[Opening Stored data section]
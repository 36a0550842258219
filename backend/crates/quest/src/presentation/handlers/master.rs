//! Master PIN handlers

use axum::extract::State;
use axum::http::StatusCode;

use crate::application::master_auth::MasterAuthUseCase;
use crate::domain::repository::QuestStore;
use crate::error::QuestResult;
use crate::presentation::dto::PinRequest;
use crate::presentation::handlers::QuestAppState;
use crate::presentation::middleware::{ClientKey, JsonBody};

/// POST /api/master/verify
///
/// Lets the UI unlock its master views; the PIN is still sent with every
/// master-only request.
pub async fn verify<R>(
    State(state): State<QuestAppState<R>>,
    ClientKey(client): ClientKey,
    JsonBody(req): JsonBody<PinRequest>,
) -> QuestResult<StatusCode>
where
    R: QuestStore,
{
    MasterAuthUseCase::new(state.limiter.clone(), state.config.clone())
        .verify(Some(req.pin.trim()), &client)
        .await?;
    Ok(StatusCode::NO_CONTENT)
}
[Closing Stored data section]
[Opening Stored data section]
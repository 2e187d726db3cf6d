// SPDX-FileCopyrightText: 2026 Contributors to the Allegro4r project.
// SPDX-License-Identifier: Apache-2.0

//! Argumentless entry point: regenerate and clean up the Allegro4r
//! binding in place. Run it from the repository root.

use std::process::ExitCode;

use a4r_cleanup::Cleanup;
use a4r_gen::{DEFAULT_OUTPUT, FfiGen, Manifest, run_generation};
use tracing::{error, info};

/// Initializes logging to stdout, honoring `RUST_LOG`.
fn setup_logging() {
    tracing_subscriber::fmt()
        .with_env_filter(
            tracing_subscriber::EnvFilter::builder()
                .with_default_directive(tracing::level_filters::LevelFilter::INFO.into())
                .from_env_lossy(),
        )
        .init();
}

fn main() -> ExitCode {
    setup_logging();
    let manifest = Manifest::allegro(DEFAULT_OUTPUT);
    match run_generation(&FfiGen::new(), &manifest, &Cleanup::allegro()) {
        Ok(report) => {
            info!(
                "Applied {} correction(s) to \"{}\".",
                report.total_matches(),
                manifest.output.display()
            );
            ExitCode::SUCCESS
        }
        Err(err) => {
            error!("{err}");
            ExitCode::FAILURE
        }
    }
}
[Closing Stored data section]
[Opening Stored data section]
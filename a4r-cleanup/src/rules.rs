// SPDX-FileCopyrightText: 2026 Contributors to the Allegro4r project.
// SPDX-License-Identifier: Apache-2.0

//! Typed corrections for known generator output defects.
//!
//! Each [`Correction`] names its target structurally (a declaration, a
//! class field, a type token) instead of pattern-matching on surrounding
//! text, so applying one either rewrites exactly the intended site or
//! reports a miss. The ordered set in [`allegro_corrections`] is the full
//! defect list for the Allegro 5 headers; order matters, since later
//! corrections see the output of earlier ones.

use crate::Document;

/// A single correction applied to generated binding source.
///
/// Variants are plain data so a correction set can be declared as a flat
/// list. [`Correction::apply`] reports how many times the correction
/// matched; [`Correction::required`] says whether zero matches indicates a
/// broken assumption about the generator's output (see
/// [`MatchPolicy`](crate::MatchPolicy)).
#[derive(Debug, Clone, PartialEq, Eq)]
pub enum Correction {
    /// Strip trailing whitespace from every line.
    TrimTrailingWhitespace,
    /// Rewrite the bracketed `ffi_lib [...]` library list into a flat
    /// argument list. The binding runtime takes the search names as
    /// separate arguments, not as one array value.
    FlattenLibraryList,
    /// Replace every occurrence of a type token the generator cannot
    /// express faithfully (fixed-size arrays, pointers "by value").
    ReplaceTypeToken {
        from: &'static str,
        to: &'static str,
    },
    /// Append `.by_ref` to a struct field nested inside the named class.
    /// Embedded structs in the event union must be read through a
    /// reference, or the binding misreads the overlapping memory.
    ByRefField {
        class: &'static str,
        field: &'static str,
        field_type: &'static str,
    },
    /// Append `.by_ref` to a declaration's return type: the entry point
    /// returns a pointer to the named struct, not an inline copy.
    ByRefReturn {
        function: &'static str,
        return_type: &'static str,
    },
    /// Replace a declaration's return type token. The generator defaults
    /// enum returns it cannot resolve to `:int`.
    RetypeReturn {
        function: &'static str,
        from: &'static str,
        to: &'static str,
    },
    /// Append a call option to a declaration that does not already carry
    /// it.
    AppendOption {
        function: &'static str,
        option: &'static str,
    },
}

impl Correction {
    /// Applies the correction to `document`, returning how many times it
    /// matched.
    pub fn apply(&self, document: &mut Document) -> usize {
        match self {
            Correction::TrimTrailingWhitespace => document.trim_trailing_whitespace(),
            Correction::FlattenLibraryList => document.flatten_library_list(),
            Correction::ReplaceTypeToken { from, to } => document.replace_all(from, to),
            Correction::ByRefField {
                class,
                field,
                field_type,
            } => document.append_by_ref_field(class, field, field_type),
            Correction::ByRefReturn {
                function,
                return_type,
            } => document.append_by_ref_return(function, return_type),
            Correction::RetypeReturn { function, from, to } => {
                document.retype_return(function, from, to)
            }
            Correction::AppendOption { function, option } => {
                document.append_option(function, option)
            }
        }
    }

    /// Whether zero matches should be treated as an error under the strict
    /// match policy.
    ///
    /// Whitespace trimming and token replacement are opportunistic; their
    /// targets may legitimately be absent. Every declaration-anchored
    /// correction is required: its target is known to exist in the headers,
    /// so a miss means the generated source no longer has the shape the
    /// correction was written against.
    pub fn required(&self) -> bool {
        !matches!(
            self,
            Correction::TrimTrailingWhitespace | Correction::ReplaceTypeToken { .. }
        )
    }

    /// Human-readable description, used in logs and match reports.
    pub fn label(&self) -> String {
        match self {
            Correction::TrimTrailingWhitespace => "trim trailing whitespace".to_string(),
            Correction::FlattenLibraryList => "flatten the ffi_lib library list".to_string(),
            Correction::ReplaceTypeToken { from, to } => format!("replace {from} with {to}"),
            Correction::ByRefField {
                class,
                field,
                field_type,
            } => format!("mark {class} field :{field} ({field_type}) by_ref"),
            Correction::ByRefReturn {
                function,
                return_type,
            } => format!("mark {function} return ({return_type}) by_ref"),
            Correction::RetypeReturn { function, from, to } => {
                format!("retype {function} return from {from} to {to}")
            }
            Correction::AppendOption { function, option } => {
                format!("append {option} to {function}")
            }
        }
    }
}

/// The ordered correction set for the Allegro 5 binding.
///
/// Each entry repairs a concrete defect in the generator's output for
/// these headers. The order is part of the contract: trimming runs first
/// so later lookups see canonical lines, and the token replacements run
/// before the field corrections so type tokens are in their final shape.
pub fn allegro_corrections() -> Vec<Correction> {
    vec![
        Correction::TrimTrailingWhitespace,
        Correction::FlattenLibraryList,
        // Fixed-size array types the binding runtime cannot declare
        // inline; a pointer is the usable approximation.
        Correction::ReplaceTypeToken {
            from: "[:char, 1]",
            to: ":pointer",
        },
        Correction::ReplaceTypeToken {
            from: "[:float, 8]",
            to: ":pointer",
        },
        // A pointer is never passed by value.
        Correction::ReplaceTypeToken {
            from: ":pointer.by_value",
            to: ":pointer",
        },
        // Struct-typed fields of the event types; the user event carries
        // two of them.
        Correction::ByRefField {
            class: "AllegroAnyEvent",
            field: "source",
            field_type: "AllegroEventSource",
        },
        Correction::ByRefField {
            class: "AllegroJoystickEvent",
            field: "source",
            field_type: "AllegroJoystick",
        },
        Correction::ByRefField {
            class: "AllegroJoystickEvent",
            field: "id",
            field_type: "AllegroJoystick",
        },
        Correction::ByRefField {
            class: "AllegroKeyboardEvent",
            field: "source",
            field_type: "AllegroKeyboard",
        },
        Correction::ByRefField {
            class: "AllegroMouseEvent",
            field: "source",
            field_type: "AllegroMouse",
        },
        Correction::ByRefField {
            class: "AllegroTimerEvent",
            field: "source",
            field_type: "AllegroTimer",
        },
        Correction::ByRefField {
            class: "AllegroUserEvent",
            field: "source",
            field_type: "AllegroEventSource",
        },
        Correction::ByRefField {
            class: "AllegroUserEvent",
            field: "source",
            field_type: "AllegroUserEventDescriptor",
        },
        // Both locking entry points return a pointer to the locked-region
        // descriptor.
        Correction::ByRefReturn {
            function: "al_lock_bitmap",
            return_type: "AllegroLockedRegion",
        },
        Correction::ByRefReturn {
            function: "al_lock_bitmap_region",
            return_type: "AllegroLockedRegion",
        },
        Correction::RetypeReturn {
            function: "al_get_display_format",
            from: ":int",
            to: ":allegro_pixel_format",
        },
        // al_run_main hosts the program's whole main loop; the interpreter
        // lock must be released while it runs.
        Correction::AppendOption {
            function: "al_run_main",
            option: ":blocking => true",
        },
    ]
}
[Closing Stored data section]
__What you have to do__
Check every line of the data above for the string "their", and copy those that have it.

__Written response__
    /// Whitespace trimming and token replacement are opportunistic; their
/// before the field corrections so type tokens are in their final shape.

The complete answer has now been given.